Solving problem when running Faster R-CNN on GTX 1070

9 minute read

Hello guys, it’s great to be here with you today (why do I keep saying that boring greeting, you may ask). To be honest, there are a lot of things I want to share to you, especially since I built my own machine for Deep Learning. Of course, having my own machine is great, it allows me to try every crazy idea which has ever crossed through my mind, without giving a damn thought about the payment. However, good thing is followed by troubles, as it always be.

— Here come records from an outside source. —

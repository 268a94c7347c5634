//! Spinner shown while waiting on the browser or the network.

use std::time::Duration;

use console::Term;
use indicatif::ProgressBar;
use indicatif::ProgressStyle;

/// Terminal spinner; clears itself on drop.
///
/// Hidden when stdout is not a terminal or when output is quiet or JSON.
pub struct CliSpinner {
    bar: ProgressBar,
}

impl CliSpinner {
    /// Starts a spinner showing `message`.
    #[must_use]
    pub fn start(message: &str, visible: bool) -> Self {
        let bar = if visible && Self::should_show() {
            ProgressBar::new_spinner()
        } else {
            ProgressBar::hidden()
        };

        // Template: "⠋ Waiting for browser sign-in (12s)"
        bar.set_style(
            ProgressStyle::default_spinner()
                .template("{spinner:.cyan} {msg} ({elapsed})")
                .unwrap_or_else(|_| ProgressStyle::default_spinner()),
        );
        bar.set_message(message.to_string());
        bar.enable_steady_tick(Duration::from_millis(100));

        Self { bar }
    }

    /// Checks if we should show progress (TTY detection).
    #[must_use]
    pub fn should_show() -> bool {
        Term::stdout().is_term()
    }
}

impl Drop for CliSpinner {
    fn drop(&mut self) {
        self.bar.finish_and_clear();
    }
}

#[cfg(test)]
mod tests {
    use super::*;

    #[test]
    fn test_hidden_when_not_requested() {
        let spinner = CliSpinner::start("Uploading", false);
        assert!(spinner.bar.is_hidden());
    }
}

You might read my last post about my experience in installing Caffe on Ubuntu 16.04, with CUDA and cuDNN to make use of the great power of the GPU. Yeah, we went through so many steps to install so many necessary things. And fortunately, things worked flawlessly in the end. For ones who haven’t read it yet, you can find it right below:

And as you can guess, the next thing I did right after having Caffe installed on my machine, is grabbing the latest Python implementation of Faster R-CNN. I once talked about how to compile and run Faster R-CNN on Ubuntu in CPU Mode, you can refer to it here:

Obviously, once you are able to run Faster R-CNN in CPU Mode, making it work with GPU may not sound like a big deal. Why? Because you had successfully installed Caffe, which means you had gone through all the most confusing steps to get CUDA and cuDNN libraries ready. But to tell the truth, I failed to, on the first try!

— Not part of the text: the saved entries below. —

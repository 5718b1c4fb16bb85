//--------------------------------------------------------------------------------------------------
// Types
//--------------------------------------------------------------------------------------------------

/// The repository actions a token is requested for.
#[derive(Debug, Clone, Copy, PartialEq, Eq, Hash)]
pub enum Scope {
    /// No repository scope, e.g. for the catalog endpoint.
    None,

    /// Read access.
    Pull,

    /// Read and write access.
    PullPush,

    /// Delete access.
    Delete,
}

//--------------------------------------------------------------------------------------------------
// Methods
//--------------------------------------------------------------------------------------------------

impl Scope {
    /// The action list as it appears in a token scope parameter.
    pub fn as_str(&self) -> &'static str {
        match self {
            Scope::None => "",
            Scope::Pull => "pull",
            Scope::PullPush => "pull,push",
            Scope::Delete => "delete",
        }
    }
}

//--------------------------------------------------------------------------------------------------
// Tests
//--------------------------------------------------------------------------------------------------

#[cfg(test)]
mod tests {
    use super::*;

    #[test]
    fn test_scope_wire_strings() {
        assert_eq!(Scope::None.as_str(), "");
        assert_eq!(Scope::Pull.as_str(), "pull");
        assert_eq!(Scope::PullPush.as_str(), "pull,push");
        assert_eq!(Scope::Delete.as_str(), "delete");
    }
}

It was a shock to me, which took me a while to overcome. Then I soon realized that, it’s all on me now because it was me who built my own machine. So I had no choice, but to figure it out myself. And after just more than one hour, the problem was solved. The problem always looks harder than it’s supposed to be. I’ve been taught that simple thing so many times in my life, and I just kept forgetting about it. And that’s also the reason why I’m writing this post, to share with you some experience to deal with this kind of troubles.

Let’s start from the beginning. I was so excited to get everything ready right after installing Ubuntu, so I immediately jumped into installing Caffe without any consideration. And as you may guess, I grabbed all in the latest version, which means that at first, I installed cuDNN v5.1 to CUDA installation folder.

Things worked just right with Caffe, until it came to Faster R-CNN. To make it more clear, I downloaded the latest Python implementation of Faster R-CNN from their GitHub as before:

git clone --recursive https://github.com/rbgirshick/py-faster-rcnn.git

After that, I compiled the libraries by jumping into lib folder and run:

cd lib
make

Luckily, there’s no need to change anything this time. Phew! Then I went backward, then jumped into the caffe-fast-rcnn folder, create Makefile.config from Makefile.config.example file, then applied some necessary modifications to it. That was exactly the same as what we did with Caffe’s installation. You can refer to the link I showed above. And it’s time to compile Caffe for Faster R-CNN:

cd ../caffe-fast-rcnn
make -j8 && make pycaffe

And I received some unexpected result, like below:

cudnn5_error

Obviously, as the errors were self-explained, there was something wrong with the cuDNN v5.1 library. Did I just say v5.1? That was all my bad, since I forgot that Faster R-CNN is still incompatible with cuDNN v5.1. This wouldn’t happen if I considered carefully before installing cuDNN. But that was an easy fix, since it seemed like replacing with cuDNN v4 helps fix the problem. So I gave that thought a try. The installation of cuDNN v4 is exactly same as cuDNN v5.1 so I omit it from here.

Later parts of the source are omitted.